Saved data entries

- - - -

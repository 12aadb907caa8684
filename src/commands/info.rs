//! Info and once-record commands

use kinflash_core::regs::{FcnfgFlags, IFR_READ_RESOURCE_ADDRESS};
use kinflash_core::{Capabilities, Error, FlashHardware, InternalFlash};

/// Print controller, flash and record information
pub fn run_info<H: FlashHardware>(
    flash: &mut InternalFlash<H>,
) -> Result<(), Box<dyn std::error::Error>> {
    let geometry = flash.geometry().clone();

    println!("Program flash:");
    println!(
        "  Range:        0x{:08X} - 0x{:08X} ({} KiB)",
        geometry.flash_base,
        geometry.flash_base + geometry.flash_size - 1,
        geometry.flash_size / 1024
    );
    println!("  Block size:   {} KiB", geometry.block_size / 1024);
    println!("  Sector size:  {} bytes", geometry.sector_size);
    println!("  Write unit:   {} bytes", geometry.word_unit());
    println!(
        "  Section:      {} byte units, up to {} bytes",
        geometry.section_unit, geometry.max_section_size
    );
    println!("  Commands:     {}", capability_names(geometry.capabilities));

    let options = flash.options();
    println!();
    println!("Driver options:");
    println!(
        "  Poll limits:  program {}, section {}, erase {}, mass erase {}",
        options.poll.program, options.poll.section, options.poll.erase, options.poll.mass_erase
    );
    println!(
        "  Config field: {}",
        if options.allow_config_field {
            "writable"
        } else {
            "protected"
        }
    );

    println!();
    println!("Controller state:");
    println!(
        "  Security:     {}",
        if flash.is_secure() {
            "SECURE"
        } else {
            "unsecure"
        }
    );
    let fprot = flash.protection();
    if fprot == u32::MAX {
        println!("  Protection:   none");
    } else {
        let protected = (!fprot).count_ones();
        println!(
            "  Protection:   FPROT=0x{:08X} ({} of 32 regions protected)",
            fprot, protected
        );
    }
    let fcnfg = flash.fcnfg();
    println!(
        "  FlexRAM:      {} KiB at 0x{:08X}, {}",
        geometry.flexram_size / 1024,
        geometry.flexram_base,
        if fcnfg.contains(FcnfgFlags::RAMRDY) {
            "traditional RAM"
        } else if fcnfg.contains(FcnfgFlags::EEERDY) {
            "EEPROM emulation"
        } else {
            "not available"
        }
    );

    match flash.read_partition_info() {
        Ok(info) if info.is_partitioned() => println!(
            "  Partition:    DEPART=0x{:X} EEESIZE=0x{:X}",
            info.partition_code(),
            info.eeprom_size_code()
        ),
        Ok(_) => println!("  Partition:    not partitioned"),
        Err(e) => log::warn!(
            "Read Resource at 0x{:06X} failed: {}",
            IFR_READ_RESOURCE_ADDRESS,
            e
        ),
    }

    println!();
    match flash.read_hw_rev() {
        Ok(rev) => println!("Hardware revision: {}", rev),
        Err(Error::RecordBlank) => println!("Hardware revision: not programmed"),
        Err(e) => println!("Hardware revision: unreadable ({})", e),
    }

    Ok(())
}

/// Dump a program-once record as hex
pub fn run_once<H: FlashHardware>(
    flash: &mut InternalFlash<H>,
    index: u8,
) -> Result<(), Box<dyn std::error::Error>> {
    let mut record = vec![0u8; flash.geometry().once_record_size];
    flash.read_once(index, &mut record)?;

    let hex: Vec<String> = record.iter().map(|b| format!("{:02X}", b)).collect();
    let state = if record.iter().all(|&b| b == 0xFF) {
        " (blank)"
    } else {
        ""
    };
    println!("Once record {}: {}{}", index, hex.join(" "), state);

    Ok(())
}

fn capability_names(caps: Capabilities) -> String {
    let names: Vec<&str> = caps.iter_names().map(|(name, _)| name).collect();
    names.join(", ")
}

- - - -

[Task description]:
Every entry above should be retyped exactly as it appears.

[Answer to this exercise]:
repository 12aadb907caa8684
filename src/commands/info.rs
//! Info and once-record commands

use kinflash_core::regs::{FcnfgFlags, IFR_READ_RESOURCE_ADDRESS};
use kinflash_core::{Capabilities, Error, FlashHardware, InternalFlash};

/// Print controller, flash and record information
pub fn run_info<H: FlashHardware>(
    flash: &mut InternalFlash<H>,
) -> Result<(), Box<dyn std::error::Error>> {
    let geometry = flash.geometry().clone();

    println!("Program flash:");
    println!(
        "  Range:        0x{:08X} - 0x{:08X} ({} KiB)",
        geometry.flash_base,
        geometry.flash_base + geometry.flash_size - 1,
        geometry.flash_size / 1024
    );
    println!("  Block size:   {} KiB", geometry.block_size / 1024);
    println!("  Sector size:  {} bytes", geometry.sector_size);
    println!("  Write unit:   {} bytes", geometry.word_unit());
    println!(
        "  Section:      {} byte units, up to {} bytes",
        geometry.section_unit, geometry.max_section_size
    );
    println!("  Commands:     {}", capability_names(geometry.capabilities));

    let options = flash.options();
    println!();
    println!("Driver options:");
    println!(
        "  Poll limits:  program {}, section {}, erase {}, mass erase {}",
        options.poll.program, options.poll.section, options.poll.erase, options.poll.mass_erase
    );
    println!(
        "  Config field: {}",
        if options.allow_config_field {
            "writable"
        } else {
            "protected"
        }
    );

    println!();
    println!("Controller state:");
    println!(
        "  Security:     {}",
        if flash.is_secure() {
            "SECURE"
        } else {
            "unsecure"
        }
    );
    let fprot = flash.protection();
    if fprot == u32::MAX {
        println!("  Protection:   none");
    } else {
        let protected = (!fprot).count_ones();
        println!(
            "  Protection:   FPROT=0x{:08X} ({} of 32 regions protected)",
            fprot, protected
        );
    }
    let fcnfg = flash.fcnfg();
    println!(
        "  FlexRAM:      {} KiB at 0x{:08X}, {}",
        geometry.flexram_size / 1024,
        geometry.flexram_base,
        if fcnfg.contains(FcnfgFlags::RAMRDY) {
            "traditional RAM"
        } else if fcnfg.contains(FcnfgFlags::EEERDY) {
            "EEPROM emulation"
        } else {
            "not available"
        }
    );

    match flash.read_partition_info() {
        Ok(info) if info.is_partitioned() => println!(
            "  Partition:    DEPART=0x{:X} EEESIZE=0x{:X}",
            info.partition_code(),
            info.eeprom_size_code()
        ),
        Ok(_) => println!("  Partition:    not partitioned"),
        Err(e) => log::warn!(
            "Read Resource at 0x{:06X} failed: {}",
            IFR_READ_RESOURCE_ADDRESS,
            e
        ),
    }

    println!();
    match flash.read_hw_rev() {
        Ok(rev) => println!("Hardware revision: {}", rev),
        Err(Error::RecordBlank) => println!("Hardware revision: not programmed"),
        Err(e) => println!("Hardware revision: unreadable ({})", e),
    }

    Ok(())
}

/// Dump a program-once record as hex
pub fn run_once<H: FlashHardware>(
    flash: &mut InternalFlash<H>,
    index: u8,
) -> Result<(), Box<dyn std::error::Error>> {
    let mut record = vec![0u8; flash.geometry().once_record_size];
    flash.read_once(index, &mut record)?;

    let hex: Vec<String> = record.iter().map(|b| format!("{:02X}", b)).collect();
    let state = if record.iter().all(|&b| b == 0xFF) {
        " (blank)"
    } else {
        ""
    };
    println!("Once record {}: {}{}", index, hex.join(" "), state);

    Ok(())
}

fn capability_names(caps: Capabilities) -> String {
    let names: Vec<&str> = caps.iter_names().map(|(name, _)| name).collect();
    names.join(", ")
}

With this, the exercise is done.